Panicked traders boost Indian rice futures buying fearing ban


India’s surprise ban on wheat exports has prompted rice traders to increase their purchases and place unusual orders for longer-term deliveries amid fears the world‘s top rice exporter may also limit such shipments , four exporters told Reuters.

Over the past two weeks, traders have signed contracts to export 1 million tonnes of rice for June-September shipments and are opening Letters of Credit (LC) soon after the agreements are signed to ensure that the contracted quantity will be sent even if India restricts exports, people said.

These forward purchases come on top of around 9.6 million tonnes of rice already shipped out of India this year – in line with record 2021 shipments – and could reduce the amount of grain available to other buyers over the next few years. months as loading schedules fill up.

“International traders have pre-booked for the next three to four months and everyone has opened LCs to ensure business continuity,” said Himanshu Agarwal, executive director of Satyam Balajee, the largest rice exporter. Indian.

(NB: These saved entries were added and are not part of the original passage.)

use std::future::Future;

use pact_core::LifecycleState;

use super::{make_indicator, make_partner, seed_indicator, seed_partner, TestResult};
use crate::{PactStorage, StorageError};

pub(super) async fn run_version_tests<S, F, Fut>(factory: &F) -> Vec<TestResult>
where
    S: PactStorage,
    F: Fn() -> Fut,
    Fut: Future<Output = S>,
{
    vec![
        TestResult::from_result(
            "version",
            "update_increments_version",
            update_increments_version(factory).await,
        ),
        TestResult::from_result(
            "version",
            "multiple_updates_in_one_snapshot",
            multiple_updates_in_one_snapshot(factory).await,
        ),
        TestResult::from_result(
            "version",
            "wrong_version_returns_conflict",
            wrong_version_returns_conflict(factory).await,
        ),
        TestResult::from_result(
            "version",
            "stale_version_after_intervening_commit",
            stale_version_after_intervening_commit(factory).await,
        ),
        TestResult::from_result(
            "version",
            "indicator_versions_checked",
            indicator_versions_checked(factory).await,
        ),
    ]
}

async fn update_once<S: PactStorage>(
    storage: &S,
    expected_version: i64,
    state: LifecycleState,
) -> Result<i64, StorageError> {
    let mut snap = storage.begin_snapshot().await?;
    let mut partner = make_partner("p-1");
    partner.state = state;
    match storage.update_partner(&mut snap, expected_version, &partner).await {
        Ok(v) => {
            storage.commit_snapshot(snap).await?;
            Ok(v)
        }
        Err(e) => {
            let _ = storage.abort_snapshot(snap).await;
            Err(e)
        }
    }
}

async fn update_increments_version<S, F, Fut>(factory: &F) -> Result<(), String>
where
    S: PactStorage,
    F: Fn() -> Fut,
    Fut: Future<Output = S>,
{
    let storage = factory().await;
    seed_partner(&storage, "p-1").await?;

    for (expected, state) in [
        (0, LifecycleState::Read),
        (1, LifecycleState::Signed),
        (2, LifecycleState::Configuring),
    ] {
        let v = update_once(&storage, expected, state)
            .await
            .map_err(|e| format!("update from v{expected}: {e}"))?;
        if v != expected + 1 {
            return Err(format!("expected v{}, got v{v}", expected + 1));
        }
    }

    let rec = storage
        .get_partner("p-1")
        .await
        .map_err(|e| format!("get: {e}"))?;
    if rec.version != 3 || rec.partner.state != LifecycleState::Configuring {
        return Err(format!("final record v{} {}", rec.version, rec.partner.state));
    }
    Ok(())
}

async fn multiple_updates_in_one_snapshot<S, F, Fut>(factory: &F) -> Result<(), String>
where
    S: PactStorage,
    F: Fn() -> Fut,
    Fut: Future<Output = S>,
{
    let storage = factory().await;
    seed_partner(&storage, "p-1").await?;

    let mut snap = storage
        .begin_snapshot()
        .await
        .map_err(|e| format!("begin: {e}"))?;
    let mut partner = make_partner("p-1");
    partner.state = LifecycleState::Read;
    storage
        .update_partner(&mut snap, 0, &partner)
        .await
        .map_err(|e| format!("first: {e}"))?;
    partner.state = LifecycleState::Signed;
    let v = storage
        .update_partner(&mut snap, 1, &partner)
        .await
        .map_err(|e| format!("second: {e}"))?;
    storage
        .commit_snapshot(snap)
        .await
        .map_err(|e| format!("commit: {e}"))?;

    let rec = storage
        .get_partner("p-1")
        .await
        .map_err(|e| format!("get: {e}"))?;
    if v != 2 || rec.version != 2 || rec.partner.state != LifecycleState::Signed {
        return Err(format!("expected v2 signed, got v{} {}", rec.version, rec.partner.state));
    }
    Ok(())
}

async fn wrong_version_returns_conflict<S, F, Fut>(factory: &F) -> Result<(), String>
where
    S: PactStorage,
    F: Fn() -> Fut,
    Fut: Future<Output = S>,
{
    let storage = factory().await;
    seed_partner(&storage, "p-1").await?;

    for wrong in [-1, 1, 7] {
        match update_once(&storage, wrong, LifecycleState::Read).await {
            Err(StorageError::ConcurrentConflict {
                kind,
                id,
                expected_version,
            }) if kind == "partner" && id == "p-1" && expected_version == wrong => {}
            other => {
                return Err(format!(
                    "expected ConcurrentConflict for v{wrong}, got {other:?}"
                ))
            }
        }
    }
    Ok(())
}

async fn stale_version_after_intervening_commit<S, F, Fut>(factory: &F) -> Result<(), String>
where
    S: PactStorage,
    F: Fn() -> Fut,
    Fut: Future<Output = S>,
{
    let storage = factory().await;
    seed_partner(&storage, "p-1").await?;

    // Both snapshots read version 0.
    let mut first = storage
        .begin_snapshot()
        .await
        .map_err(|e| format!("begin first: {e}"))?;
    let mut second = storage
        .begin_snapshot()
        .await
        .map_err(|e| format!("begin second: {e}"))?;
    let seen_first = storage
        .get_partner_for_update(&mut first, "p-1")
        .await
        .map_err(|e| format!("read first: {e}"))?;
    let seen_second = storage
        .get_partner_for_update(&mut second, "p-1")
        .await
        .map_err(|e| format!("read second: {e}"))?;

    let mut partner = make_partner("p-1");
    partner.state = LifecycleState::Read;
    storage
        .update_partner(&mut first, seen_first.version, &partner)
        .await
        .map_err(|e| format!("update first: {e}"))?;
    storage
        .commit_snapshot(first)
        .await
        .map_err(|e| format!("commit first: {e}"))?;

    // The conflict may surface at update or at commit depending on the backend.
    let outcome = match storage
        .update_partner(&mut second, seen_second.version, &partner)
        .await
    {
        Ok(_) => storage.commit_snapshot(second).await,
        Err(e) => {
            let _ = storage.abort_snapshot(second).await;
            Err(e)
        }
    };
    match outcome {
        Err(StorageError::ConcurrentConflict { .. }) => Ok(()),
        other => Err(format!("expected ConcurrentConflict, got {other:?}")),
    }
}

async fn indicator_versions_checked<S, F, Fut>(factory: &F) -> Result<(), String>
where
    S: PactStorage,
    F: Fn() -> Fut,
    Fut: Future<Output = S>,
{
    let storage = factory().await;
    seed_indicator(&storage, "ind-1").await?;

    let mut edited = make_indicator("ind-1");
    edited.baseline = rust_decimal::Decimal::new(940, 1);

    let mut snap = storage
        .begin_snapshot()
        .await
        .map_err(|e| format!("begin: {e}"))?;
    let v = storage
        .update_indicator(&mut snap, 0, &edited)
        .await
        .map_err(|e| format!("update: {e}"))?;
    storage
        .commit_snapshot(snap)
        .await
        .map_err(|e| format!("commit: {e}"))?;
    if v != 1 {
        return Err(format!("expected v1, got v{v}"));
    }

    let mut snap = storage
        .begin_snapshot()
        .await
        .map_err(|e| format!("begin stale: {e}"))?;
    let stale = storage.update_indicator(&mut snap, 0, &edited).await;
    let _ = storage.abort_snapshot(snap).await;
    match stale {
        Err(StorageError::ConcurrentConflict { kind, .. }) if kind == "indicator" => Ok(()),
        other => Err(format!("expected ConcurrentConflict, got {other:?}")),
    }
}
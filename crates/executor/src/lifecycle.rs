//! Partner lifecycle state machine.
//!
//! `unread → read → signed → configuring → configured → submitted`, with
//! `pending_reconfiguration` entered from `submitted` by the
//! reconfiguration workflow. Each transition re-reads the partner inside the
//! snapshot it writes from, so two concurrent callers cannot both act on the
//! same stale state.

use pact_core::{
    missing_deliverables, Catalog, ContractType, FinalSignature, LifecycleState, Partner, PactError,
    PartnerStatus, RequestStatus,
};
use pact_storage::PactStorage;
use tracing::{debug, info};

use crate::txn::TxError;
use crate::Executor;

/// What a transition decided for the partner it was given.
enum Step {
    Stay,
    Move(Partner),
}

/// Outcome of one committed transition attempt.
struct Applied {
    partner: Partner,
    from: Option<LifecycleState>,
}

impl<S: PactStorage> Executor<S> {
    /// Create a partner in `unread`. Identity-side hook used when seeding.
    pub async fn register_partner(
        &self,
        partner_id: &str,
        contract_type: ContractType,
    ) -> Result<PartnerStatus, PactError> {
        let partner = Partner::new(partner_id, contract_type);
        self.retrying("register_partner", || self.try_register(&partner))
            .await?;
        info!(partner = %partner_id, contract_type = %contract_type, "Partner registered");
        Ok(PartnerStatus::of(&partner, None))
    }

    async fn try_register(&self, partner: &Partner) -> Result<(), TxError> {
        let mut snap = self.begin().await?;
        let result = self
            .bounded(self.storage.initialize_partner(&mut snap, partner))
            .await;
        self.finish(snap, result).await
    }

    /// Current lifecycle flags of a partner.
    pub async fn status(&self, partner_id: &str) -> Result<PartnerStatus, PactError> {
        let record = self.query(self.storage.get_partner(partner_id)).await?;
        self.status_of(&record.partner).await
    }

    pub(crate) async fn status_of(&self, partner: &Partner) -> Result<PartnerStatus, PactError> {
        let pending = if partner.state == LifecycleState::PendingReconfiguration {
            self.query(
                self.storage
                    .list_reconfiguration_requests(Some(partner.id.as_str()), Some(RequestStatus::Pending)),
            )
            .await?
            .into_iter()
            .next()
            .map(|r| r.id)
        } else {
            None
        };
        Ok(PartnerStatus::of(partner, pending))
    }

    /// `unread → read`. A no-op once the agreement has been read.
    pub async fn mark_read(&self, partner_id: &str) -> Result<PartnerStatus, PactError> {
        let partner = self
            .transition("mark_read", partner_id, |p| match p.state {
                LifecycleState::Unread => Ok(Step::Move(Partner {
                    state: LifecycleState::Read,
                    ..p.clone()
                })),
                _ => Ok(Step::Stay),
            })
            .await?;
        self.status_of(&partner).await
    }

    /// `read → signed`. Fails before the agreement has been read; a no-op once signed.
    pub async fn mark_signed(&self, partner_id: &str) -> Result<PartnerStatus, PactError> {
        let partner = self
            .transition("mark_signed", partner_id, |p| match p.state {
                LifecycleState::Unread => Err(PactError::state_conflict(
                    "mark_signed",
                    p.state,
                    "the agreement has not been read",
                )),
                LifecycleState::Read => Ok(Step::Move(Partner {
                    state: LifecycleState::Signed,
                    ..p.clone()
                })),
                _ => Ok(Step::Stay),
            })
            .await?;
        self.status_of(&partner).await
    }

    /// `signed → configuring`. A no-op while configuration is already open.
    pub async fn begin_configuration(&self, partner_id: &str) -> Result<PartnerStatus, PactError> {
        let partner = self
            .transition("begin_configuration", partner_id, |p| match p.state {
                LifecycleState::Unread | LifecycleState::Read => Err(PactError::state_conflict(
                    "begin_configuration",
                    p.state,
                    "the agreement has not been signed",
                )),
                LifecycleState::Signed => Ok(Step::Move(Partner {
                    state: LifecycleState::Configuring,
                    ..p.clone()
                })),
                LifecycleState::Configuring | LifecycleState::Configured => Ok(Step::Stay),
                LifecycleState::Submitted | LifecycleState::PendingReconfiguration => {
                    Err(PactError::state_conflict(
                        "begin_configuration",
                        p.state,
                        "the configuration has been submitted; request a reconfiguration",
                    ))
                }
            })
            .await?;
        self.status_of(&partner).await
    }

    /// `configuring → configured`, only when the ledger is complete.
    ///
    /// Fails with `IncompleteConfiguration` naming every deliverable that
    /// lacks exactly one well-formed selection, also from `signed`. A no-op
    /// when already configured.
    pub async fn finalize_configuration(
        &self,
        partner_id: &str,
    ) -> Result<PartnerStatus, PactError> {
        let record = self.query(self.storage.get_partner(partner_id)).await?;
        let catalog = self.list_deliverables(record.partner.contract_type).await?;

        let applied = self
            .retrying("finalize_configuration", || {
                self.finalize_once(partner_id, catalog.as_ref())
            })
            .await?;
        self.log_transition("finalize_configuration", &applied);
        self.status_of(&applied.partner).await
    }

    async fn finalize_once(&self, partner_id: &str, catalog: &Catalog) -> Result<Applied, TxError> {
        let mut snap = self.begin().await?;
        let result = self.finalize_in(&mut snap, partner_id, catalog).await;
        self.finish(snap, result).await
    }

    async fn finalize_in(
        &self,
        snap: &mut S::Snapshot,
        partner_id: &str,
        catalog: &Catalog,
    ) -> Result<Applied, TxError> {
        let record = self
            .bounded(self.storage.get_partner_for_update(snap, partner_id))
            .await?;
        let partner = record.partner;
        match partner.state {
            LifecycleState::Configured => {
                return Ok(Applied {
                    partner,
                    from: None,
                })
            }
            LifecycleState::Signed | LifecycleState::Configuring => {}
            state => {
                let reason = if state < LifecycleState::Signed {
                    "the agreement has not been signed"
                } else {
                    "the configuration has already been submitted"
                };
                return Err(
                    PactError::state_conflict("finalize_configuration", state, reason).into(),
                );
            }
        }

        let selections = self
            .bounded(self.storage.get_selections_for_update(snap, partner_id))
            .await?;
        let missing = missing_deliverables(catalog, &selections);
        if !missing.is_empty() {
            debug!(partner = %partner_id, missing = missing.len(), "Finalize rejected, ledger incomplete");
            return Err(PactError::IncompleteConfiguration { missing }.into());
        }
        // A complete ledger in `signed` means an empty catalog; states are never skipped.
        if partner.state == LifecycleState::Signed {
            return Err(PactError::state_conflict(
                "finalize_configuration",
                partner.state,
                "configuration has not begun",
            )
            .into());
        }

        let from = partner.state;
        let next = Partner {
            state: LifecycleState::Configured,
            ..partner
        };
        self.bounded(self.storage.update_partner(snap, record.version, &next))
            .await?;
        Ok(Applied {
            partner: next,
            from: Some(from),
        })
    }

    /// `configured → submitted`, storing the final signature.
    ///
    /// Re-submitting the identical signature is a no-op. Any other data after
    /// submission fails with `StateConflict`: the reconfiguration workflow is
    /// the only way back.
    pub async fn submit(
        &self,
        partner_id: &str,
        signature: FinalSignature,
    ) -> Result<PartnerStatus, PactError> {
        let violations = signature.validate();
        if !violations.is_empty() {
            debug!(partner = %partner_id, violations = violations.len(), "Submission rejected");
            return Err(PactError::Validation(violations));
        }

        let partner = self
            .transition("submit", partner_id, |p| match p.state {
                LifecycleState::Configured => Ok(Step::Move(Partner {
                    state: LifecycleState::Submitted,
                    final_signature: Some(signature.clone()),
                    ..p.clone()
                })),
                LifecycleState::Submitted | LifecycleState::PendingReconfiguration => {
                    if p.final_signature.as_ref() == Some(&signature) {
                        Ok(Step::Stay)
                    } else {
                        Err(PactError::state_conflict(
                            "submit",
                            p.state,
                            "a different signature was already submitted; request a reconfiguration",
                        ))
                    }
                }
                state => Err(PactError::state_conflict(
                    "submit",
                    state,
                    "the configuration has not been finalized",
                )),
            })
            .await?;
        self.status_of(&partner).await
    }

    /// Run a pure state decision against a freshly read partner and write
    /// the result conditionally on the version that was read.
    async fn transition<F>(
        &self,
        action: &'static str,
        partner_id: &str,
        decide: F,
    ) -> Result<Partner, PactError>
    where
        F: Fn(&Partner) -> Result<Step, PactError> + Sync,
    {
        let applied = self
            .retrying(action, || self.transition_once(partner_id, &decide))
            .await?;
        self.log_transition(action, &applied);
        Ok(applied.partner)
    }

    async fn transition_once<F>(&self, partner_id: &str, decide: &F) -> Result<Applied, TxError>
    where
        F: Fn(&Partner) -> Result<Step, PactError> + Sync,
    {
        let mut snap = self.begin().await?;
        let result = self.transition_in(&mut snap, partner_id, decide).await;
        self.finish(snap, result).await
    }

    async fn transition_in<F>(
        &self,
        snap: &mut S::Snapshot,
        partner_id: &str,
        decide: &F,
    ) -> Result<Applied, TxError>
    where
        F: Fn(&Partner) -> Result<Step, PactError> + Sync,
    {
        let record = self
            .bounded(self.storage.get_partner_for_update(snap, partner_id))
            .await?;
        match decide(&record.partner)? {
            Step::Stay => Ok(Applied {
                partner: record.partner,
                from: None,
            }),
            Step::Move(next) => {
                self.bounded(self.storage.update_partner(snap, record.version, &next))
                    .await?;
                Ok(Applied {
                    partner: next,
                    from: Some(record.partner.state),
                })
            }
        }
    }

    fn log_transition(&self, action: &str, applied: &Applied) {
        match applied.from {
            Some(from) => info!(
                partner = %applied.partner.id,
                action,
                from = %from,
                to = %applied.partner.state,
                "Lifecycle transition"
            ),
            None => debug!(
                partner = %applied.partner.id,
                action,
                state = %applied.partner.state,
                "Transition was a no-op"
            ),
        }
    }
}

Normally, traders sign agreements for the current month and the following month.

Aggressive buying from India could also reduce demand for rice from Vietnam and Thailand, the world’s second- and third-largest exporters respectively, which are struggling to compete on price.


India last month banned wheat exports in a surprise move, days after saying it was aiming for record shipments this year.

He also put a cap on sugar exports.

India is not one of the world’s leading wheat exporters, but it is the world’s second largest sugar exporter behind Brazil.

These export restrictions have led to speculation that India may also cap rice shipments, although government officials have said India does not plan to do so as it has sufficient rice stocks. and that local prices are lower than the support prices set by the State.

India’s wheat ban trapped a large amount of grain in ports because New Delhi only allowed LC-backed contracts to leave.

“Normally people open LCs when they name a vessel. This time they opened LCs for all pending rice contracts, so if there is an export ban, at least the contracted quantity is shipped” , Agarwal said.

India accounts for more than 40% of world rice trade.


Foreign buyers are looking for Indian rice because it is much cheaper than its rivals, said BV Krishna Rao, chairman of the All India Rice Exporters Association.

India’s 5% off-white rice is offered at $330-$340 per ton on a free-on-board (FOB) basis, which is significantly lower than Thailand’s $455-460 and Vietnam’s $420-425, said the dealers.

Thailand and Vietnam are unable to compete with India and are trying to explore ways to support prices, the Thai government said.

If India restricts exports, world prices could jump sharply, said a New Delhi-based dealer with a global trading house.

“Indian rice is more than 30% cheaper than other destinations. Poor buyers in Asia and Africa would be forced to pay very high prices if India restricted exports. That is why there is a rush to buy Indian rice,” the dealer said.

Bangladesh, China, Benin, Cameroon, Nepal, Senegal and Togo are the main buyers of Indian non-basmati rice, while Iran and Saudi Arabia are the main buyers of premium basmati rice .

India exported a record 21.5 million tonnes of rice in 2021, compared to combined exports of 12.4 million tonnes by Vietnam and Thailand.

Panic buying by importing countries was expected after ban rumors started circulating as no other country can replace Indian shipments, said a Mumbai-based dealer with a global trading company.

(Reporting by Rajendra Jadhav; Additional reporting by Naveen Thukral in Singapore; Editing by Gavin Maguire and Jamie Freed)

(This story has not been edited by Business Standard staff and is auto-generated from a syndicated feed.)